* TO DO: Each line from the first down to the one containing "use crate::vm::dispatch::Step;" should be returned exactly as it appears below.

Stored items:
************

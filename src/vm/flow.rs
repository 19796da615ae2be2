//! Calls, returns, jumps, closures and the other control-flow opcodes.

use crate::error::{RuntimeError, RuntimeTrap};
use crate::function::{Closure, Function, Program};
use crate::value::Value;
use crate::vm::dispatch::Step;
use crate::vm::frame::CallFrame;
use crate::vm::{symtab, Vm};

use sable_asm::{
    decode_str, packed_words, str_words, unpack_indices, RegisterId, UpvalKind, FUNC_DECL_ARGC,
    FUNC_HEADER_LEN, FUNC_NREGS, PROGRAM_HEADER_LEN,
};

use std::cell::OnceCell;
use std::rc::Rc;

/// Resolved entry of a script-flavoured callee.
pub(crate) struct ScriptTarget {
    pub entry: usize,
    pub env: Rc<Program>,
}

/// Entry word and environment of a script function, program or closure.
pub(crate) fn resolve_script(callee: &Function) -> Result<ScriptTarget, RuntimeError> {
    match callee {
        Function::Program(program) => Ok(ScriptTarget {
            entry: PROGRAM_HEADER_LEN,
            env: program.clone(),
        }),
        Function::Script(script) => Ok(ScriptTarget {
            entry: script.entry,
            env: script.env.upgrade().ok_or(RuntimeError::DeadEnvironment)?,
        }),
        Function::Closure(closure) => Ok(ScriptTarget {
            entry: closure.proto.entry,
            env: closure
                .proto
                .env
                .upgrade()
                .ok_or(RuntimeError::DeadEnvironment)?,
        }),
        Function::Native(_) => Err(RuntimeError::Bug("native function in script path")),
    }
}

impl Vm {
    /// Public-entry call with full trap reporting.
    pub(crate) fn call_value_trapped(
        &mut self,
        func: &Value,
        args: &[Value],
    ) -> Result<Value, RuntimeTrap> {
        let Value::Function(callee) = func else {
            let trap = RuntimeTrap {
                error: RuntimeError::NotCallable(func.type_name()),
                address: None,
                backtrace: self.capture_backtrace(),
            };
            self.store_trap(&trap);
            return Err(trap);
        };

        match callee.as_ref() {
            Function::Native(native) => {
                let name = native.name.clone();
                (native.func)(self, args).map_err(|error| {
                    let mut backtrace = self.capture_backtrace();
                    backtrace.insert(0, crate::error::FrameInfo::new(name));
                    let trap = RuntimeTrap {
                        error,
                        address: None,
                        backtrace,
                    };
                    self.store_trap(&trap);
                    trap
                })
            }
            _ => {
                let boundary = self.frames.len();
                let saved_ip = self.ip;

                let pushed = (|| -> Result<(), RuntimeError> {
                    let target = resolve_script(callee.as_ref())?;
                    symtab::populate(&target.env)?;
                    self.push_script_frame(func.clone(), &target, args, None, None)?;
                    self.ip = target.entry + FUNC_HEADER_LEN;
                    Ok(())
                })();

                if let Err(error) = pushed {
                    let trap = RuntimeTrap {
                        error,
                        address: None,
                        backtrace: self.capture_backtrace(),
                    };
                    self.store_trap(&trap);
                    self.unwind_to(boundary);
                    self.ip = saved_ip;
                    return Err(trap);
                }

                let result = self.execute(boundary);
                self.ip = saved_ip;
                result
            }
        }
    }

    /// Re-entrant call used by the VM itself (property accessors); the
    /// trap, if any, is already stored by the inner execution.
    pub(crate) fn call_value_internal(
        &mut self,
        func: &Value,
        args: &[Value],
    ) -> Result<Value, RuntimeError> {
        self.call_value_trapped(func, args)
            .map_err(|trap| trap.error)
    }

    fn push_script_frame(
        &mut self,
        callee: Value,
        target: &ScriptTarget,
        args: &[Value],
        ret_addr: Option<usize>,
        ret_slot: Option<usize>,
    ) -> Result<(), RuntimeError> {
        let code = target.env.code();
        let header = target.entry;

        if header + FUNC_HEADER_LEN > target.env.symtab_offset() {
            return Err(RuntimeError::MalformedBytecode(
                "function header outside the executable region",
            ));
        }

        let decl_argc = code[header + FUNC_DECL_ARGC] as usize;
        let nregs = code[header + FUNC_NREGS] as usize;
        if decl_argc > nregs || nregs > crate::consts::MAX_REGS {
            return Err(RuntimeError::MalformedBytecode("invalid function header"));
        }

        if self.frames.len() >= self.params.max_call_depth {
            return Err(RuntimeError::CallDepthExceeded(self.params.max_call_depth));
        }

        let real_argc = args.len();
        let extra_argc = real_argc.saturating_sub(decl_argc);
        let slots = nregs + extra_argc;

        if self.stack.len() + slots > self.params.max_stack_slots {
            return Err(RuntimeError::StackOverflow(self.params.max_stack_slots));
        }

        let base = self.stack.len();
        self.stack.resize(base + slots, Value::Nil);

        // Declared arguments land in the first registers; the variadic
        // tail sits past the register file. Missing arguments stay nil.
        for (i, arg) in args.iter().take(decl_argc).enumerate() {
            self.stack[base + i] = arg.clone();
        }
        for (i, arg) in args.iter().skip(decl_argc).enumerate() {
            self.stack[base + nregs + i] = arg.clone();
        }

        self.frames.push(CallFrame {
            base,
            nregs,
            decl_argc,
            extra_argc,
            real_argc,
            ret_addr,
            ret_slot,
            callee,
            program: target.env.clone(),
            argv: None,
        });

        Ok(())
    }

    fn push_native_frame(&mut self, callee: Value) -> Result<(), RuntimeError> {
        if self.frames.len() >= self.params.max_call_depth {
            return Err(RuntimeError::CallDepthExceeded(self.params.max_call_depth));
        }

        let program = self.frame()?.program.clone();
        self.frames.push(CallFrame {
            base: self.stack.len(),
            nregs: 0,
            decl_argc: 0,
            extra_argc: 0,
            real_argc: 0,
            ret_addr: None,
            ret_slot: None,
            callee,
            program,
            argv: None,
        });

        Ok(())
    }

    pub(crate) fn op_call(
        &mut self,
        ret: RegisterId,
        func: RegisterId,
        argc: u8,
    ) -> Result<(), RuntimeError> {
        let argc = argc as usize;

        let mut packed = Vec::with_capacity(packed_words(argc));
        for _ in 0..packed_words(argc) {
            packed.push(self.fetch()?);
        }
        let indices = unpack_indices(&packed, argc);

        let mut args = Vec::with_capacity(argc);
        for index in &indices {
            args.push(self.reg(*index)?.clone());
        }

        let callee_value = self.reg(func)?.clone();
        let ret_slot = self.reg_index(ret)?;

        let Value::Function(callee) = &callee_value else {
            return Err(RuntimeError::NotCallable(callee_value.type_name()));
        };

        match callee.as_ref() {
            Function::Native(native) => {
                let entry = native.func;
                self.push_native_frame(callee_value.clone())?;
                let value = entry(self, &args)?;
                // The pseudo-frame stays on error so the trace names the
                // native; unwinding removes it.
                self.pop_frame();
                self.stack[ret_slot] = value;
                Ok(())
            }
            _ => {
                let target = resolve_script(callee.as_ref())?;
                symtab::populate(&target.env)?;
                self.push_script_frame(
                    callee_value.clone(),
                    &target,
                    &args,
                    Some(self.ip),
                    Some(ret_slot),
                )?;
                self.ip = target.entry + FUNC_HEADER_LEN;
                Ok(())
            }
        }
    }

    pub(crate) fn op_ret(&mut self, src: RegisterId) -> Result<Step, RuntimeError> {
        let value = self.reg(src)?.clone();
        let frame = self
            .pop_frame()
            .ok_or(RuntimeError::Bug("RET without a frame"))?;

        match (frame.ret_addr, frame.ret_slot) {
            (Some(addr), Some(slot)) => {
                self.ip = addr;
                self.stack[slot] = value;
                Ok(Step::Proceed)
            }
            _ => Ok(Step::Exit(value)),
        }
    }

    fn branch(&mut self, offset: i32) -> Result<(), RuntimeError> {
        let target = self.ip as i64 + offset as i64;
        let limit = self.frame()?.program.symtab_offset() as i64;

        if target < PROGRAM_HEADER_LEN as i64 || target >= limit {
            return Err(RuntimeError::JumpOutOfBounds);
        }

        self.ip = target as usize;
        Ok(())
    }

    pub(crate) fn op_jmp(&mut self) -> Result<(), RuntimeError> {
        let offset = self.fetch()? as i32;
        self.branch(offset)
    }

    pub(crate) fn op_branch_if(
        &mut self,
        cond: RegisterId,
        jump_when: bool,
    ) -> Result<(), RuntimeError> {
        let taken = match self.reg(cond)? {
            Value::Bool(b) => *b == jump_when,
            other => {
                return Err(RuntimeError::TypeMismatch {
                    expected: "bool",
                    found: other.type_name(),
                });
            }
        };

        let offset = self.fetch()? as i32;
        if taken {
            self.branch(offset)?;
        }
        Ok(())
    }

    /// FUNCTION: step over the inline function header and body.
    pub(crate) fn op_function(&mut self) -> Result<(), RuntimeError> {
        let body_len = self.fetch()? as usize;
        let target = self.ip + (FUNC_HEADER_LEN - 1) + body_len;

        if target > self.frame()?.program.symtab_offset() {
            return Err(RuntimeError::JumpOutOfBounds);
        }

        self.ip = target;
        Ok(())
    }

    /// ARGV: materialise the argument array on first use, cache it in the
    /// frame header, and hand out the same instance afterwards.
    pub(crate) fn op_argv(&mut self, dst: RegisterId) -> Result<(), RuntimeError> {
        if let Some(argv) = &self.frame()?.argv {
            let argv = argv.clone();
            return self.set_reg(dst, argv);
        }

        let (base, nregs, named, extra) = {
            let frame = self.frame()?;
            (
                frame.base,
                frame.nregs,
                frame.decl_argc.min(frame.real_argc),
                frame.extra_argc,
            )
        };

        let mut values = Vec::with_capacity(named + extra);
        for i in 0..named {
            values.push(self.stack[base + i].clone());
        }
        for i in 0..extra {
            values.push(self.stack[base + nregs + i].clone());
        }

        let argv = Value::array_from(values);
        self.frame_mut()?.argv = Some(argv.clone());
        self.set_reg(dst, argv)
    }

    /// GLBVAL: define a global from a register; the name is inline in the
    /// instruction stream.
    pub(crate) fn op_glbval(&mut self, src: RegisterId, len: u16) -> Result<(), RuntimeError> {
        let len = len as usize;

        let mut words = Vec::with_capacity(str_words(len));
        for _ in 0..str_words(len) {
            words.push(self.fetch()?);
        }
        let name = decode_str(&words, len)?;

        if !self.globals.get_str(&name).is_nil() {
            return Err(RuntimeError::GlobalRedefinition(Rc::from(name.as_str())));
        }

        let value = self.reg(src)?.clone();
        self.globals.set_str(&name, value);
        Ok(())
    }

    /// CLOSURE: wrap the prototype in `reg` and replace it *before*
    /// consuming the descriptors, so a closure capturing its own binding
    /// captures the closure rather than the prototype.
    pub(crate) fn op_closure(&mut self, reg: RegisterId, count: u8) -> Result<(), RuntimeError> {
        let proto = match self.reg(reg)? {
            Value::Function(func) => match func.as_ref() {
                Function::Script(script) => script.clone(),
                _ => {
                    return Err(RuntimeError::MalformedBytecode(
                        "CLOSURE needs a script prototype",
                    ));
                }
            },
            _ => {
                return Err(RuntimeError::MalformedBytecode(
                    "CLOSURE needs a script prototype",
                ));
            }
        };

        let closure = Rc::new(Function::Closure(Closure {
            proto,
            upvalues: OnceCell::new(),
        }));
        self.set_reg(reg, Value::Function(closure.clone()))?;

        let mut captured = Vec::with_capacity(count as usize);
        for _ in 0..count {
            let word = self.fetch()?;
            let kind = UpvalKind::from_repr((word & 0xff) as u8).ok_or(
                RuntimeError::MalformedBytecode("unknown upvalue descriptor kind"),
            )?;
            let operand = ((word >> 8) & 0xff) as u8;

            let value = match kind {
                UpvalKind::Local => self.reg(operand)?.clone(),
                UpvalKind::Outer => {
                    let current = self
                        .frame()?
                        .closure()
                        .ok_or(RuntimeError::MalformedBytecode(
                            "outer capture outside a closure",
                        ))?;
                    current
                        .upvalues
                        .get()
                        .ok_or(RuntimeError::Bug("closure captures not sealed"))?
                        .get(operand as usize)
                        .ok_or(RuntimeError::BadUpvalueIndex(operand))?
                        .clone()
                }
            };
            captured.push(value);
        }

        match closure.as_ref() {
            Function::Closure(c) => c
                .upvalues
                .set(captured.into_boxed_slice())
                .map_err(|_| RuntimeError::Bug("closure captures already sealed")),
            _ => Err(RuntimeError::Bug("closure construction")),
        }
    }

    pub(crate) fn op_ldupval(&mut self, dst: RegisterId, index: u8) -> Result<(), RuntimeError> {
        let value = {
            let closure = self
                .frame()?
                .closure()
                .ok_or(RuntimeError::MalformedBytecode("LDUPVAL outside a closure"))?;
            closure
                .upvalues
                .get()
                .ok_or(RuntimeError::Bug("closure captures not sealed"))?
                .get(index as usize)
                .ok_or(RuntimeError::BadUpvalueIndex(index))?
                .clone()
        };

        self.set_reg(dst, value)
    }
}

************

* EXPECTED OUTPUT:
filename src/vm/flow.rs
repository 19796da615ae2be2
//! Calls, returns, jumps, closures and the other control-flow opcodes.

use crate::error::{RuntimeError, RuntimeTrap};
use crate::function::{Closure, Function, Program};
use crate::value::Value;
use crate::vm::dispatch::Step;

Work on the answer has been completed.